# SWF 1501 breaking needles



## Teamwear (Mar 12, 2007)

My SWF 1501 is breaking needles. Timing is set right, no burrs onthe hook.

What else should I check?

Breaking needles on more than 1 color.


----------



## FatKat Printz (Dec 26, 2008)

what are you trying to sew?? I usually break needles on hats..


----------



## pairadice (Sep 20, 2010)

is your garment tight in the hoop or are you getting alot of bouncing. that can break needles


----------



## ShirlandDesign (Nov 29, 2009)

Needle depth


----------



## tfalk (Apr 3, 2008)

Are you certain you have the needle scarf facing to the back of the machine? Right needles?


----------



## Teamwear (Mar 12, 2007)

Needles are right, scarf to the back. Sewing a sample felt, hooped tight. I also break needles on caps-I wonder if I have the right needle plate for caps-is there a special one that is raised more?

I looked at the cutter blade-it was not getting completely out of the way-I adjusted it and it is better-but still breaking needles. Hard to tell if it is completely clearing the needle path so to speak. 

I will look at the instructions on how to adjust the depth on the needles-but I wonder if that could be it when it sewed fine the last time we sewed- and now it is consistently breaking across all needles.

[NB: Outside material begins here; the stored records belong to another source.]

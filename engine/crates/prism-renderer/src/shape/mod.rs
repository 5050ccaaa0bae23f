//! shape renderer 框架
//!
//! 每一类图形实现 [`ShapeKind`]，只关心如何从 ECS 中收集顶点；
//! [`ShapeState`] 负责定长输出与溢出策略，[`pass::ShapePass`] 负责 pipeline 与 GPU buffer。
//! 帧驱动只通过对象安全的 [`ShapeRenderer`] 与它们交互，按注册顺序依次调用 `collect` 与 `record`。

pub mod batch;
pub mod circle;
pub mod mesh;
pub mod pass;
pub mod rect;
pub mod registry;
pub mod sprite;
pub mod text;
pub mod triangle;
pub mod vertex;

use ash::vk;
use glam::Mat4;
use prism_asset::AssetCatalog;
use prism_gfx::resources::vertex_layout::GfxVertexLayout;

use crate::components::{Camera2d, Camera3d, DirectionalLight};
use crate::error::{CollectError, RenderError};
use crate::projection::ScreenProjection;
use crate::recorder::DrawRecorder;
use batch::{ShapeDraw, ShapeOutput, record_batches};

/// `collect` 时可以读取的每帧数据
pub struct CollectContext<'a> {
    pub catalog: &'a AssetCatalog,
    pub projection: ScreenProjection,
    /// 3D 相机的 view * projection
    pub view_proj: Mat4,
    pub light: DirectionalLight,
}

// new & init
impl<'a> CollectContext<'a> {
    /// 相机与光源取 world 中的第一个，不存在时使用默认值
    pub fn from_world(
        world: &hecs::World,
        catalog: &'a AssetCatalog,
        physical_extent: vk::Extent2D,
        scale_factor: f64,
    ) -> Self {
        let camera2d = world.query::<&Camera2d>().iter().next().map(|(_, c)| *c).unwrap_or_default();
        let camera3d = world.query::<&Camera3d>().iter().next().map(|(_, c)| *c).unwrap_or_default();
        let light = world.query::<&DirectionalLight>().iter().next().map(|(_, l)| *l).unwrap_or_default();

        let aspect = physical_extent.width.max(1) as f32 / physical_extent.height.max(1) as f32;
        Self {
            catalog,
            projection: ScreenProjection::new(physical_extent, scale_factor, &camera2d),
            view_proj: camera3d.view_proj(aspect),
            light,
        }
    }
}

/// 每一类图形的固定管线状态
#[derive(Debug, Copy, Clone, PartialEq, Eq)]
pub struct ShapePipelineDesc {
    /// shader 文件名前缀：`<shader>.vert.spv` 与 `<shader>.frag.spv`
    pub shader: &'static str,
    pub alpha_blend: bool,
    pub depth_test: bool,
    pub depth_write: bool,
    /// 是否在 set 0 binding 0 使用一张纹理
    pub textured: bool,
    pub indexed: bool,
    pub push_constant_size: u32,
    pub push_constant_stages: vk::ShaderStageFlags,
}

impl ShapePipelineDesc {
    /// 不透明、开启深度测试与写入的纯色图形
    pub const fn opaque(shader: &'static str) -> Self {
        Self {
            shader,
            alpha_blend: false,
            depth_test: true,
            depth_write: true,
            textured: false,
            indexed: false,
            push_constant_size: 0,
            push_constant_stages: vk::ShaderStageFlags::empty(),
        }
    }

    /// 半透明的贴图图形：不参与深度测试与写入，总是叠加在已经绘制的内容之上
    pub const fn overlay(shader: &'static str) -> Self {
        Self {
            shader,
            alpha_blend: true,
            depth_test: false,
            depth_write: false,
            textured: true,
            indexed: false,
            push_constant_size: 0,
            push_constant_stages: vk::ShaderStageFlags::empty(),
        }
    }
}

/// 一类图形
pub trait ShapeKind: 'static {
    type Vertex: GfxVertexLayout;

    const NAME: &'static str;

    fn pipeline_desc(&self) -> ShapePipelineDesc;

    /// 读取 world 中匹配的实体，把顶点写入 `out`
    ///
    /// 超出容量时返回 [`CollectError::Overflow`]，此时 `out` 中的内容会被整体丢弃
    fn collect(
        &mut self,
        ctx: &CollectContext,
        world: &hecs::World,
        out: &mut ShapeOutput<Self::Vertex>,
    ) -> Result<(), CollectError>;

    fn record(&self, draw: &ShapeDraw, recorder: &mut dyn DrawRecorder) -> Result<(), RenderError> {
        record_batches(draw, recorder)
    }
}

/// 录制时使用的 GPU 句柄，顶点区域已经按 frame slot 偏移
#[derive(Debug, Copy, Clone)]
pub struct ShapeHandles {
    pub pipeline: vk::Pipeline,
    pub pipeline_layout: vk::PipelineLayout,
    pub texture_set_layout: vk::DescriptorSetLayout,
    pub vertex_buffer: vk::Buffer,
    pub vertex_offset: vk::DeviceSize,
    pub index_buffer: Option<(vk::Buffer, vk::DeviceSize)>,
}

/// 与 GPU 无关的部分：图形类型、本帧输出与溢出策略
pub struct ShapeState<K: ShapeKind> {
    kind: K,
    output: ShapeOutput<K::Vertex>,
}

// new & init
impl<K: ShapeKind> ShapeState<K> {
    pub fn new(kind: K, max_vertices: usize, max_indices: usize) -> Self {
        Self {
            kind,
            output: ShapeOutput::new(max_vertices, max_indices),
        }
    }
}

// getters
impl<K: ShapeKind> ShapeState<K> {
    #[inline]
    pub fn kind(&self) -> &K {
        &self.kind
    }

    #[inline]
    pub fn output(&self) -> &ShapeOutput<K::Vertex> {
        &self.output
    }
}

// update
impl<K: ShapeKind> ShapeState<K> {
    /// 返回本帧需要绘制的顶点数量
    ///
    /// 溢出时记录错误并返回 0，只放弃当前 renderer 的当前帧
    pub fn collect(&mut self, ctx: &CollectContext, world: &hecs::World) -> u32 {
        self.output.clear();
        match self.kind.collect(ctx, world, &mut self.output) {
            Ok(()) => self.output.vertex_count(),
            Err(e) => {
                log::error!("{} renderer: {}; nothing is drawn this frame", K::NAME, e);
                self.output.clear();
                0
            }
        }
    }

    /// 录制失败只影响当前 renderer，错误被记录之后返回
    pub fn record(&self, handles: &ShapeHandles, vertex_count: u32, recorder: &mut dyn DrawRecorder) {
        let desc = self.kind.pipeline_desc();
        let draw = ShapeDraw {
            name: K::NAME,
            pipeline: handles.pipeline,
            pipeline_layout: handles.pipeline_layout,
            texture_set_layout: handles.texture_set_layout,
            vertex_buffer: handles.vertex_buffer,
            vertex_offset: handles.vertex_offset,
            index_buffer: handles.index_buffer,
            push_constant_stages: desc.push_constant_stages,
            push_constants: self.output.push_constant_data(),
            batches: self.output.batches(),
            vertex_count: vertex_count.min(self.output.vertex_count()),
        };
        if let Err(e) = self.kind.record(&draw, recorder) {
            log::error!("{} renderer failed to record: {}", K::NAME, e);
        }
    }
}

/// 帧驱动看到的 shape renderer
pub trait ShapeRenderer {
    fn name(&self) -> &'static str;

    /// 收集本帧的几何，写入 `slot` 对应的顶点区域，返回顶点数量
    fn collect(&mut self, ctx: &CollectContext, world: &hecs::World, slot: usize) -> Result<u32, RenderError>;

    /// `vertex_count` 为 0 时不录制任何命令
    fn record(&self, recorder: &mut dyn DrawRecorder, slot: usize, vertex_count: u32);

    /// 必须在 device 销毁之前调用
    fn deinit(self: Box<Self>);
}

#[cfg(test)]
pub(crate) mod test_utils {
    use ash::vk;
    use ash::vk::Handle;
    use prism_asset::catalog::TextureBinding;
    use prism_asset::{AssetCatalog, CatalogEntry, TextureId};

    use super::*;

    pub fn handles() -> ShapeHandles {
        ShapeHandles {
            pipeline: vk::Pipeline::from_raw(1),
            pipeline_layout: vk::PipelineLayout::from_raw(2),
            texture_set_layout: vk::DescriptorSetLayout::from_raw(3),
            vertex_buffer: vk::Buffer::from_raw(4),
            vertex_offset: 0,
            index_buffer: Some((vk::Buffer::from_raw(5), 0)),
        }
    }

    pub fn texture_binding(raw: u64) -> TextureBinding {
        TextureBinding {
            view: vk::ImageView::from_raw(raw),
            sampler: vk::Sampler::from_raw(raw),
            extent: vk::Extent2D { width: 64, height: 64 },
        }
    }

    /// 包含白色纹理与 `ids` 中每个纹理的 catalog，纹理 view 的句柄值为 `id + 100`
    pub fn catalog_with_textures(ids: &[u32]) -> AssetCatalog {
        let mut catalog = AssetCatalog::default();
        catalog.publish(CatalogEntry::Texture(TextureId::WHITE, texture_binding(99)));
        for &id in ids {
            catalog.publish(CatalogEntry::Texture(TextureId(id), texture_binding(id as u64 + 100)));
        }
        catalog
    }

    pub fn context(catalog: &AssetCatalog) -> CollectContext<'_> {
        CollectContext::from_world(&hecs::World::new(), catalog, vk::Extent2D { width: 800, height: 600 }, 1.0)
    }
}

Thanks for all of the help.


----------



## ikkuh (Apr 8, 2010)

On my brothermachine i have a "riserplate" that i can put on to the needleplate when i do caps.


----------



## Xpert Apparel UK (Jul 18, 2009)

I've seen three different plates now, the normal flat one, then the one with a dome for caps, but my new machine has one which looks like a small coin with the centre taken out, leaving the outer rim, this works well with everything, shirts,caps etc.


----------



## Liberty (Jul 18, 2006)

Question, where is the piece of the broken needle after it breaks? Is it above the needle plate or below? This will tell you where the contact is taking place. Also look for the scars in the needle plate, hook, trimmer knife etc. Needles break when they hit something and they can leave scratches and scars from the impact which can tell you where the impact is occuring. One exception is when the pantograph starts to move the substrate before the needle is retracted but you can notice the needle shaft will bend before breaking in this case.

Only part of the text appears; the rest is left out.